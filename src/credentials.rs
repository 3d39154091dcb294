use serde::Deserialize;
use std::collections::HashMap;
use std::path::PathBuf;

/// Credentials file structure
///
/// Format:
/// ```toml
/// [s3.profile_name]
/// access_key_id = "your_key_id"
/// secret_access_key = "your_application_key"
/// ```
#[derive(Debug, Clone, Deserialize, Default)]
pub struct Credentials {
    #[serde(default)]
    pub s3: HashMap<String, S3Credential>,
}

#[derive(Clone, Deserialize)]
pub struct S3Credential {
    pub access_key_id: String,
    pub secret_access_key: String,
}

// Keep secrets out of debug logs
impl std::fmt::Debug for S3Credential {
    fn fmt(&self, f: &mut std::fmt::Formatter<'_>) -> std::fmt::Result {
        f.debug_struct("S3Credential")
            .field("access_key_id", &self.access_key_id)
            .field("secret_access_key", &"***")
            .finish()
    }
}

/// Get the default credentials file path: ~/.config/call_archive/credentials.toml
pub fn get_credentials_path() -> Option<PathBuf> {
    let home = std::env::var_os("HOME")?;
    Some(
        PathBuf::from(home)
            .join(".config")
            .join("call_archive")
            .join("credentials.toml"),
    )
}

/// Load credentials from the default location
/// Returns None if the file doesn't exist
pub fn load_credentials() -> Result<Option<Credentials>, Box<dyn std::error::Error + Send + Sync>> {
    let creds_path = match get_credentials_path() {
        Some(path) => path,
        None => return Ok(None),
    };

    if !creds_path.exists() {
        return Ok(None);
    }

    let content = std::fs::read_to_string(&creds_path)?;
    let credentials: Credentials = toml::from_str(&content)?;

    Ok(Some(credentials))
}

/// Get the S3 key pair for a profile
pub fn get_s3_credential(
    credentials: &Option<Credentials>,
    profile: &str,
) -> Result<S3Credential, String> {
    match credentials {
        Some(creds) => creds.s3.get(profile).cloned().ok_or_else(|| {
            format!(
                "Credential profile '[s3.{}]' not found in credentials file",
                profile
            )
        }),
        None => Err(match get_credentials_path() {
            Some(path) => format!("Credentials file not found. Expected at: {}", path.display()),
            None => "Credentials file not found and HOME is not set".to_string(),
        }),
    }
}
========================================
* PROBLEM STATEMENT
The records above should be repeated in full, exactly as given.

* ANSWER TO THIS TASK
filename src/credentials.rs
repository 3d39154091dcb294
use serde::Deserialize;
use std::collections::HashMap;
use std::path::PathBuf;

/// Credentials file structure
///
/// Format:
/// ```toml
/// [s3.profile_name]
/// access_key_id = "your_key_id"
/// secret_access_key = "your_application_key"
/// ```
#[derive(Debug, Clone, Deserialize, Default)]
pub struct Credentials {
    #[serde(default)]
    pub s3: HashMap<String, S3Credential>,
}

#[derive(Clone, Deserialize)]
pub struct S3Credential {
    pub access_key_id: String,
    pub secret_access_key: String,
}

// Keep secrets out of debug logs
impl std::fmt::Debug for S3Credential {
    fn fmt(&self, f: &mut std::fmt::Formatter<'_>) -> std::fmt::Result {
        f.debug_struct("S3Credential")
            .field("access_key_id", &self.access_key_id)
            .field("secret_access_key", &"***")
            .finish()
    }
}

/// Get the default credentials file path: ~/.config/call_archive/credentials.toml
pub fn get_credentials_path() -> Option<PathBuf> {
    let home = std::env::var_os("HOME")?;
    Some(
        PathBuf::from(home)
            .join(".config")
            .join("call_archive")
            .join("credentials.toml"),
    )
}

/// Load credentials from the default location
/// Returns None if the file doesn't exist
pub fn load_credentials() -> Result<Option<Credentials>, Box<dyn std::error::Error + Send + Sync>> {
    let creds_path = match get_credentials_path() {
        Some(path) => path,
        None => return Ok(None),
    };

    if !creds_path.exists() {
        return Ok(None);
    }

    let content = std::fs::read_to_string(&creds_path)?;
    let credentials: Credentials = toml::from_str(&content)?;

    Ok(Some(credentials))
}

/// Get the S3 key pair for a profile
pub fn get_s3_credential(
    credentials: &Option<Credentials>,
    profile: &str,
) -> Result<S3Credential, String> {
    match credentials {
        Some(creds) => creds.s3.get(profile).cloned().ok_or_else(|| {
            format!(
                "Credential profile '[s3.{}]' not found in credentials file",
                profile
            )
        }),
        None => Err(match get_credentials_path() {
            Some(path) => format!("Credentials file not found. Expected at: {}", path.display()),
            None => "Credentials file not found and HOME is not set".to_string(),
        }),
    }
}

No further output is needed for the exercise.